DESCRIPTION OF THE TASK: In the data, find the word "BufReader" and copy out every line that has it.

LISTED RECORDS:
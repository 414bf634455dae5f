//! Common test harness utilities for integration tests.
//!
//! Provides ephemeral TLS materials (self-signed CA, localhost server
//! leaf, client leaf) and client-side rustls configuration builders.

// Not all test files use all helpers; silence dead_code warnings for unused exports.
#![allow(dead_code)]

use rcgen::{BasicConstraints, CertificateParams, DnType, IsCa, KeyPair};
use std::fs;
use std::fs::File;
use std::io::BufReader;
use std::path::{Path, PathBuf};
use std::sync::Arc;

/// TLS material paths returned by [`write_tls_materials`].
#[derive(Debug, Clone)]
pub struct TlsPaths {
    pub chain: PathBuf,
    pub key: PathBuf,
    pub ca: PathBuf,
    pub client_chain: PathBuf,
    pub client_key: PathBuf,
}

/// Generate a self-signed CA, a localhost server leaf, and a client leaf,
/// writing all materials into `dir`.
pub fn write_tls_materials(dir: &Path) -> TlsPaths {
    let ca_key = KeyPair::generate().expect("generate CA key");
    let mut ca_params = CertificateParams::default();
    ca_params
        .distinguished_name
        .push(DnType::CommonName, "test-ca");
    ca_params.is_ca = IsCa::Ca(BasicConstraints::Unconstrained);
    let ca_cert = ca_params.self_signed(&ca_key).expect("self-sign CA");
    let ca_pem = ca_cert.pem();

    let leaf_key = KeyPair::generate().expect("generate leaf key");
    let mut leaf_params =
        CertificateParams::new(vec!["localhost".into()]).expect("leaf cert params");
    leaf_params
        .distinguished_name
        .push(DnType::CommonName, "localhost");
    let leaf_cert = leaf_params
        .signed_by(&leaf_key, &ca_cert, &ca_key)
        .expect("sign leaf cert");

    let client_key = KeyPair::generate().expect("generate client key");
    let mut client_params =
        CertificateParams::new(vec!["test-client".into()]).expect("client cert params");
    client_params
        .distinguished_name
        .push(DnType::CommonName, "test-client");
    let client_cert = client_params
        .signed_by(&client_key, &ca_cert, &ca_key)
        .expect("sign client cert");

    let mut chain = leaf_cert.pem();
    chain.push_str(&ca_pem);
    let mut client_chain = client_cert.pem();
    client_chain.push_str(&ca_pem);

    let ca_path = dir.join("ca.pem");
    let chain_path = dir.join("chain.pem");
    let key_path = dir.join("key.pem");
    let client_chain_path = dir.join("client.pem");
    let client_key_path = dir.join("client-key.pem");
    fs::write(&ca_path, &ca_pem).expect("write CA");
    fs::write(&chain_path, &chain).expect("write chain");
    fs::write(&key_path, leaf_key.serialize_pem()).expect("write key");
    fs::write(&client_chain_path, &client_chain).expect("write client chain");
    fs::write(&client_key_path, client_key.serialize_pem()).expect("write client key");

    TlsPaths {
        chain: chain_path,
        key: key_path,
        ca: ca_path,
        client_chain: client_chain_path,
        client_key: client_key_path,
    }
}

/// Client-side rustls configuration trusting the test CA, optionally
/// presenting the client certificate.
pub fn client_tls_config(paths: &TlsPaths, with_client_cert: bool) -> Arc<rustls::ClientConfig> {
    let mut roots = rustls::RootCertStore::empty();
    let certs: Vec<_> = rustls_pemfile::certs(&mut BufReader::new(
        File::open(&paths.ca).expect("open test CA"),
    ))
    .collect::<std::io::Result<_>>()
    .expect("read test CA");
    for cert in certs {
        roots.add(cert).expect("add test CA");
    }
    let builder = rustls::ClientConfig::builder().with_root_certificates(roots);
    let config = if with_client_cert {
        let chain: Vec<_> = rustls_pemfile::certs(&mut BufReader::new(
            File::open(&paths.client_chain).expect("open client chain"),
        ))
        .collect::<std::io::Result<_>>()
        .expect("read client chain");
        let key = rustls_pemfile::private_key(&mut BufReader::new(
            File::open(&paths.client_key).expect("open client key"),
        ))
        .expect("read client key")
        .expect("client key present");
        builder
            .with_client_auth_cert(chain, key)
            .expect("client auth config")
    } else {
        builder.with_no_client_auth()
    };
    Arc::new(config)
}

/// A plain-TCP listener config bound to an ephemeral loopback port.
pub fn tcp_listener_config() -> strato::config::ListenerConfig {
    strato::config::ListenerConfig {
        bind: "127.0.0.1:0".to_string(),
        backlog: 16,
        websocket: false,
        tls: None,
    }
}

...

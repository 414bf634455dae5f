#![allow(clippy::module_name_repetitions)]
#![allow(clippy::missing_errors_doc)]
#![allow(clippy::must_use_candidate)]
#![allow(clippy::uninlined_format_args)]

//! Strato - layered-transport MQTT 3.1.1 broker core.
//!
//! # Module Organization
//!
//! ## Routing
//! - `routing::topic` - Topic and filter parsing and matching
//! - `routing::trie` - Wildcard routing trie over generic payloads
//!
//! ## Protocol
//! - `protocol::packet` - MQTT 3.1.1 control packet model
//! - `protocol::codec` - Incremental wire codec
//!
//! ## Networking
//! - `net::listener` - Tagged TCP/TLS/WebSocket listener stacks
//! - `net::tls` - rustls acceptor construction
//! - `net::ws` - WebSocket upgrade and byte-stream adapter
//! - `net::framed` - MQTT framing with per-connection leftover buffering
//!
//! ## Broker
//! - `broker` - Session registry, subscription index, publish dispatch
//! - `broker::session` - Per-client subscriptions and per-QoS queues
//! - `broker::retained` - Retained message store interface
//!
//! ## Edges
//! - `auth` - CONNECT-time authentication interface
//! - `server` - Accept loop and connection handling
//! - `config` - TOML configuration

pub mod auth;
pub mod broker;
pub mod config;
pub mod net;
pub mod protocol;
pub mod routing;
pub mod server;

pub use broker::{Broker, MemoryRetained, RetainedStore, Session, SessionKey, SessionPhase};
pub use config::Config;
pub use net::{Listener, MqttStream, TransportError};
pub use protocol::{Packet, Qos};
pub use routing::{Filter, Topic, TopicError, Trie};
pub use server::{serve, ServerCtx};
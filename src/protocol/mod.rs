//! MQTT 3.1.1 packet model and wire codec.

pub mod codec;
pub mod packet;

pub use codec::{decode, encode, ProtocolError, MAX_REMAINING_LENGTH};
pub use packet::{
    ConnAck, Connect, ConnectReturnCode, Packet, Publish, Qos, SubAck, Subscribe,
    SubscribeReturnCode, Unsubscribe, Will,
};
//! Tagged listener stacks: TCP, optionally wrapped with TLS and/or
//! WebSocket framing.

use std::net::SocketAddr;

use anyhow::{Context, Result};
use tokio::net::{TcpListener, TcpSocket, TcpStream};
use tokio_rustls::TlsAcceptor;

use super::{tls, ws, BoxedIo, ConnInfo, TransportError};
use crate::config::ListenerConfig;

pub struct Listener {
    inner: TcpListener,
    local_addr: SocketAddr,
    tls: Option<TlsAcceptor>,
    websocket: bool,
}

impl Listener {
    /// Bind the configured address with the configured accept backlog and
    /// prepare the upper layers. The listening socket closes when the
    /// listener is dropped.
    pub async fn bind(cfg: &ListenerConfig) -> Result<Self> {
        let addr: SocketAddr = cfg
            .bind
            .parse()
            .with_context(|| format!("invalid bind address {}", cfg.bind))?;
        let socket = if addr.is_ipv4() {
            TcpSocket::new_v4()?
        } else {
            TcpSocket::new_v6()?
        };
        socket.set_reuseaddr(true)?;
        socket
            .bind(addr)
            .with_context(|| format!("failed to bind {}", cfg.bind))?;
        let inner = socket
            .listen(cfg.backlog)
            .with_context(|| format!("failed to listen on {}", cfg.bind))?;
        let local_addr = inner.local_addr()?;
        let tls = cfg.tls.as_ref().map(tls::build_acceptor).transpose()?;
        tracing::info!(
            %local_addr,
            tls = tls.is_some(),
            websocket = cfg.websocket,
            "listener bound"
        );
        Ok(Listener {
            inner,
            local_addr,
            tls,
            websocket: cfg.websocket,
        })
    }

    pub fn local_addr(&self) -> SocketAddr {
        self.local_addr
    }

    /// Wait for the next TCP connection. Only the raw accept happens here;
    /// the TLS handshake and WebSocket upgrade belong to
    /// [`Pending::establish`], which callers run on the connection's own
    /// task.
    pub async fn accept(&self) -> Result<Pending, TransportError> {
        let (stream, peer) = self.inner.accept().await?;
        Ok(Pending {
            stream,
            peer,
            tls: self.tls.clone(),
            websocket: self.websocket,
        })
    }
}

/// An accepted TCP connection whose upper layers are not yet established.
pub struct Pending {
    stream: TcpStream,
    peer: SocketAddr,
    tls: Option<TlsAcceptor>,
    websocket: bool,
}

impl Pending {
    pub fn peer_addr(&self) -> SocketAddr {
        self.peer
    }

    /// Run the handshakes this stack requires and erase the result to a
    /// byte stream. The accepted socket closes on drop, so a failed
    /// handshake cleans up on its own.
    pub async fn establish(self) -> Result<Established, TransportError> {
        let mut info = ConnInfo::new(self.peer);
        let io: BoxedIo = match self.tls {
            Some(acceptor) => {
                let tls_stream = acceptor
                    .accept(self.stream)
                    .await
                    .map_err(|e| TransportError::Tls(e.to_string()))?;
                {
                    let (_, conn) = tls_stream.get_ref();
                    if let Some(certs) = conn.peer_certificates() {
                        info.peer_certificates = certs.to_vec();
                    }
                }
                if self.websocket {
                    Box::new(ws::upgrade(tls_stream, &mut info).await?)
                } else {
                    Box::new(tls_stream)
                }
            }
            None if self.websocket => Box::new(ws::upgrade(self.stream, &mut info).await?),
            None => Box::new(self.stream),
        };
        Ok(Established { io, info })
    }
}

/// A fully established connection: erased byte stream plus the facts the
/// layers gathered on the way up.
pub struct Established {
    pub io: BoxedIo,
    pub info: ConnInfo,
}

EXERCISE RESULT:
use std::io::BufReader;
    let certs: Vec<_> = rustls_pemfile::certs(&mut BufReader::new(
        let chain: Vec<_> = rustls_pemfile::certs(&mut BufReader::new(
        let key = rustls_pemfile::private_key(&mut BufReader::new(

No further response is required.